The authors use a variety of government statistics dealing with the amount of drugs consumed, the worth, monetarily, of the international and American drug trades, and the frequency that populations, mostly Americans, use specific drugs to define their positions. They then take a government statistic, like the amount of marijuana consumed in America per year, and compare what monetary value the government places on that marijuana. The authors take into account that most of the marijuana smoked in America is of low quality, and thus low cost, compared to the marijuana developed to have a high THC content. The governmental data seem to be, based on the authors’ presentation, flawed in that its calculation for total price of all marijuana smoked in America is based solely on the price of the high-grade marijuana. This type of analysis is what sets this text apart from the typical agenda driven reviews of drugs and drug-related problems. To supplement the official and calculated reports of drug use and abuse the authors incorporate first-hand accounts from personal interactions with professionals in the field garnered through years of experience. From the analysis, the authors present the arguments for and against individual aspects of the drug debate along with what the author perceive to be the best, worst, and most probable outcome for a particular policy direction. The authors do not direct the readers toward one outlook or another, but instead describe in detail, the totality of an issue and allow the readers to decide for themselves through the reading of the text and through suggested readings offered at the end of each chapter.

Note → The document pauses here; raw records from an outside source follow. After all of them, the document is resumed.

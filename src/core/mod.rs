//! Startup coordination with the emulator process.

pub mod readiness;
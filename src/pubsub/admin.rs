//! Admin operations needed to provision topics and subscriptions.

use async_trait::async_trait;

use crate::config::SubscriptionSettings;
use crate::pubsub::rest::{DeadLetterPolicy, Subscription, Topic};
use crate::types::ResourceName;
use crate::Result;

/// Desired configuration of a pull subscription.
#[derive(Debug, Clone, PartialEq, Eq)]
pub struct SubscriptionSpec {
    /// Topic the subscription reads from.
    pub topic: ResourceName,
    /// Topic receiving messages after `max_delivery_attempts` failures.
    pub dead_letter_topic: ResourceName,
    /// Delivery attempts before dead-lettering.
    pub max_delivery_attempts: i32,
    /// Acknowledgement deadline in seconds.
    pub ack_deadline_seconds: i32,
}

impl SubscriptionSpec {
    /// Build a spec from subscription settings.
    pub fn new(topic: ResourceName, dead_letter_topic: ResourceName, settings: SubscriptionSettings) -> Self {
        Self {
            topic,
            dead_letter_topic,
            max_delivery_attempts: settings.max_delivery_attempts,
            ack_deadline_seconds: settings.ack_deadline_seconds,
        }
    }

    /// Request body for creating the subscription. No push config, so the
    /// subscription is pull-only.
    pub fn to_resource(&self) -> Subscription {
        Subscription {
            name: None,
            topic: self.topic.to_string(),
            push_config: None,
            ack_deadline_seconds: Some(self.ack_deadline_seconds),
            dead_letter_policy: Some(DeadLetterPolicy {
                dead_letter_topic: self.dead_letter_topic.to_string(),
                max_delivery_attempts: Some(self.max_delivery_attempts),
            }),
        }
    }
}

/// Pub/Sub admin client.
#[async_trait]
pub trait PubsubAdmin: Send + Sync {
    /// Project all resources belong to.
    fn project_id(&self) -> &str;

    /// Check whether a topic exists.
    async fn topic_exists(&self, topic_id: &str) -> Result<bool>;

    /// Create a topic.
    async fn create_topic(&self, topic_id: &str) -> Result<Topic>;

    /// Check whether a subscription exists.
    async fn subscription_exists(&self, subscription_id: &str) -> Result<bool>;

    /// Delete a subscription.
    async fn delete_subscription(&self, subscription_id: &str) -> Result<()>;

    /// Create a subscription.
    async fn create_subscription(&self, subscription_id: &str, spec: &SubscriptionSpec) -> Result<Subscription>;
}
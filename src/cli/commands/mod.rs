// Commands module
/// Setup command implementation
pub mod setup;

use crate::cli::output::{print_report, OutputFormat};
use crate::cli::Cli;

/// Run the setup and print its summary
pub async fn execute_command(cli: Cli) -> anyhow::Result<()> {
    let format = OutputFormat::parse(&cli.output);
    let report = setup::execute(&cli).await?;
    print_report(&report, format)
}
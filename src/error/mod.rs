//! Error types for setup-pubsub-emulator.

use std::time::Duration;
use thiserror::Error;

/// Result type for setup operations.
pub type Result<T> = std::result::Result<T, Error>;

/// Main error type for setup-pubsub-emulator.
#[derive(Error, Debug)]
pub enum Error {
    /// Configuration error.
    #[error("Configuration error: {0}")]
    Config(String),

    /// Validation error.
    #[error("Validation error: {0}")]
    Validation(#[from] ValidationError),

    /// Log level text could not be parsed.
    #[error("failed to parse log level: unknown level {0:?}")]
    UnknownLogLevel(String),

    /// The emulator host could not be resolved to a socket address.
    #[error("Failed to resolve emulator hostname {host}: {reason}")]
    Resolve {
        /// Host as configured.
        host: String,
        /// Resolver failure.
        reason: String,
    },

    /// The emulator never accepted a TCP connection before the deadline.
    #[error("Pub/Sub emulator did not become available within {}s", timeout.as_secs())]
    EmulatorUnavailable {
        /// Address that was polled.
        host: String,
        /// Total time waited.
        timeout: Duration,
    },

    /// Non-success response from the emulator.
    #[error("Pub/Sub API error ({status}): {message}")]
    Api {
        /// HTTP status code.
        status: u16,
        /// Error message from the response body.
        message: String,
    },

    /// A provisioning step failed.
    #[error("Failed to {action}: {source}")]
    Provision {
        /// What was being attempted, e.g. "create DLT topic 'orders-dlt'".
        action: String,
        /// Underlying failure.
        #[source]
        source: Box<Error>,
    },

    /// HTTP transport error.
    #[error("HTTP error: {0}")]
    Http(#[from] reqwest::Error),

    /// I/O error.
    #[error("I/O error: {0}")]
    Io(#[from] std::io::Error),

    /// Logging subscriber could not be installed.
    #[error("Failed to configure logger: {0}")]
    Logging(String),
}

/// Validation error types.
#[derive(Error, Debug)]
pub enum ValidationError {
    /// Required environment variable missing or empty.
    #[error("{0}")]
    MissingVariable(String),

    /// Invalid project ID.
    #[error("Invalid project ID: {0}")]
    InvalidProjectId(String),

    /// Invalid topic ID.
    #[error("Invalid topic ID: {0}")]
    InvalidTopicId(String),

    /// Invalid subscription ID.
    #[error("Invalid subscription ID: {0}")]
    InvalidSubscriptionId(String),

    /// Invalid parameter.
    #[error("Invalid parameter {name}: {reason}")]
    InvalidParameter {
        /// Parameter name.
        name: String,
        /// Reason for invalidity.
        reason: String,
    },
}

impl Error {
    /// Wrap this error with the provisioning step that produced it.
    pub fn during(self, action: impl Into<String>) -> Self {
        Error::Provision {
            action: action.into(),
            source: Box::new(self),
        }
    }

    /// True when the error is an emulator `404 Not Found` response.
    pub fn is_not_found(&self) -> bool {
        match self {
            Error::Api { status, .. } => *status == 404,
            Error::Provision { source, .. } => source.is_not_found(),
            _ => false,
        }
    }
}
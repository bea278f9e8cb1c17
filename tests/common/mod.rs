//! In-process fake of the emulator's REST surface.

#![allow(dead_code)]

use axum::{
    extract::{Path, State},
    http::StatusCode,
    response::{IntoResponse, Response},
    routing::put,
    Json, Router,
};
use serde_json::{json, Value};
use std::collections::HashMap;
use std::net::SocketAddr;
use std::sync::{Arc, Mutex};

/// Shared state of the fake emulator.
#[derive(Clone, Default)]
pub struct FakeEmulator {
    inner: Arc<Mutex<Inner>>,
}

#[derive(Default)]
struct Inner {
    topics: HashMap<String, Value>,
    subscriptions: HashMap<String, Value>,
    requests: Vec<String>,
    /// Status returned for every request whose "METHOD path" starts with the key.
    failures: Vec<(String, StatusCode)>,
}

impl FakeEmulator {
    /// Seed a topic as if it had been created earlier.
    pub fn add_topic(&self, project: &str, topic: &str) {
        let name = format!("projects/{}/topics/{}", project, topic);
        self.inner
            .lock()
            .unwrap()
            .topics
            .insert(name.clone(), json!({ "name": name }));
    }

    /// Seed a subscription with an arbitrary body.
    pub fn add_subscription(&self, project: &str, subscription: &str, body: Value) {
        let name = format!("projects/{}/subscriptions/{}", project, subscription);
        self.inner.lock().unwrap().subscriptions.insert(name, body);
    }

    /// Make requests matching `prefix` (e.g. "PUT /v1/projects/p/topics/t") fail.
    pub fn fail(&self, prefix: &str, status: StatusCode) {
        self.inner
            .lock()
            .unwrap()
            .failures
            .push((prefix.to_string(), status));
    }

    /// Requests received so far, as "METHOD path".
    pub fn requests(&self) -> Vec<String> {
        self.inner.lock().unwrap().requests.clone()
    }

    /// Stored subscription body, if any.
    pub fn subscription(&self, project: &str, subscription: &str) -> Option<Value> {
        let name = format!("projects/{}/subscriptions/{}", project, subscription);
        self.inner.lock().unwrap().subscriptions.get(&name).cloned()
    }

    /// Whether the topic exists.
    pub fn has_topic(&self, project: &str, topic: &str) -> bool {
        let name = format!("projects/{}/topics/{}", project, topic);
        self.inner.lock().unwrap().topics.contains_key(&name)
    }

    fn record(&self, method: &str, path: &str) -> Option<Response> {
        let line = format!("{} {}", method, path);
        let mut inner = self.inner.lock().unwrap();
        inner.requests.push(line.clone());
        inner
            .failures
            .iter()
            .find(|(prefix, _)| line.starts_with(prefix.as_str()))
            .map(|(_, status)| error(*status, "injected failure"))
    }

    /// Serve the fake on an ephemeral local port.
    pub async fn spawn(&self) -> SocketAddr {
        let app = Router::new()
            .route(
                "/v1/projects/{project}/topics/{topic}",
                put(create_topic).get(get_topic),
            )
            .route(
                "/v1/projects/{project}/subscriptions/{subscription}",
                put(create_subscription)
                    .get(get_subscription)
                    .delete(delete_subscription),
            )
            .with_state(self.clone());

        let listener = tokio::net::TcpListener::bind("127.0.0.1:0").await.unwrap();
        let addr = listener.local_addr().unwrap();

        tokio::spawn(async move {
            axum::serve(listener, app).await.unwrap();
        });

        addr
    }
}

fn error(status: StatusCode, message: &str) -> Response {
    let body = json!({
        "error": {
            "code": status.as_u16(),
            "message": message,
            "status": match status {
                StatusCode::NOT_FOUND => "NOT_FOUND",
                StatusCode::CONFLICT => "ALREADY_EXISTS",
                StatusCode::BAD_REQUEST => "INVALID_ARGUMENT",
                _ => "INTERNAL",
            }
        }
    });
    (status, Json(body)).into_response()
}

async fn create_topic(
    Path((project, topic)): Path<(String, String)>,
    State(state): State<FakeEmulator>,
    Json(_payload): Json<Value>,
) -> Response {
    let name = format!("projects/{}/topics/{}", project, topic);
    if let Some(failure) = state.record("PUT", &format!("/v1/{}", name)) {
        return failure;
    }

    let mut inner = state.inner.lock().unwrap();
    if inner.topics.contains_key(&name) {
        return error(StatusCode::CONFLICT, "Topic already exists");
    }
    let body = json!({ "name": name });
    inner.topics.insert(name, body.clone());
    (StatusCode::OK, Json(body)).into_response()
}

async fn get_topic(Path((project, topic)): Path<(String, String)>, State(state): State<FakeEmulator>) -> Response {
    let name = format!("projects/{}/topics/{}", project, topic);
    if let Some(failure) = state.record("GET", &format!("/v1/{}", name)) {
        return failure;
    }

    let inner = state.inner.lock().unwrap();
    match inner.topics.get(&name) {
        Some(body) => (StatusCode::OK, Json(body.clone())).into_response(),
        None => error(StatusCode::NOT_FOUND, "Topic not found"),
    }
}

async fn create_subscription(
    Path((project, subscription)): Path<(String, String)>,
    State(state): State<FakeEmulator>,
    Json(payload): Json<Value>,
) -> Response {
    let name = format!("projects/{}/subscriptions/{}", project, subscription);
    if let Some(failure) = state.record("PUT", &format!("/v1/{}", name)) {
        return failure;
    }

    let mut inner = state.inner.lock().unwrap();
    if inner.subscriptions.contains_key(&name) {
        return error(StatusCode::CONFLICT, "Subscription already exists");
    }

    let topic = payload["topic"].as_str().unwrap_or_default();
    if !inner.topics.contains_key(topic) {
        return error(StatusCode::NOT_FOUND, "Topic not found");
    }
    if let Some(dlt) = payload["deadLetterPolicy"]["deadLetterTopic"].as_str() {
        if !inner.topics.contains_key(dlt) {
            return error(StatusCode::NOT_FOUND, "Dead letter topic not found");
        }
    }

    let mut body = payload.clone();
    body["name"] = Value::from(name.clone());
    inner.subscriptions.insert(name, body.clone());
    (StatusCode::OK, Json(body)).into_response()
}

async fn get_subscription(
    Path((project, subscription)): Path<(String, String)>,
    State(state): State<FakeEmulator>,
) -> Response {
    let name = format!("projects/{}/subscriptions/{}", project, subscription);
    if let Some(failure) = state.record("GET", &format!("/v1/{}", name)) {
        return failure;
    }

    let inner = state.inner.lock().unwrap();
    match inner.subscriptions.get(&name) {
        Some(body) => (StatusCode::OK, Json(body.clone())).into_response(),
        None => error(StatusCode::NOT_FOUND, "Subscription not found"),
    }
}

async fn delete_subscription(
    Path((project, subscription)): Path<(String, String)>,
    State(state): State<FakeEmulator>,
) -> Response {
    let name = format!("projects/{}/subscriptions/{}", project, subscription);
    if let Some(failure) = state.record("DELETE", &format!("/v1/{}", name)) {
        return failure;
    }

    let mut inner = state.inner.lock().unwrap();
    match inner.subscriptions.remove(&name) {
        Some(_) => (StatusCode::OK, Json(json!({}))).into_response(),
        None => error(StatusCode::NOT_FOUND, "Subscription not found"),
    }
}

This is a text that could contribute to a range of college courses. The issues presented are topically associated with a variety of criminal justice issues, and as such the text could be readily incorporated in courses ranging from introductory to criminal justice all the way through mid- and to upper-level criminologically themed classes. In addition, the argument style presenting both the pros and the cons of issues related to drugs make this text tailor made for philosophy courses in rhetoric and argument making. These topics of drug use and related issues would make this book interesting to a variety of students from a variety of academic backgrounds, and the writing style makes it a text that can be academically beneficial to a student and substantively interesting to a layman. The only shortcoming of this book is that it is mostly based on the opinions, professional as they may be, of the authors, so the inclusion of more empirical evidence could supplement some of the findings. Overall, this text is even handed and as free of agenda as any professional product concerning the global debate of drugs. On the back cover of the book, the authors state that they sought to offer their findings in a manner that, “… breaks from both drug-war can’t and anti-drug-war rant.” This seems to be realized throughout this text.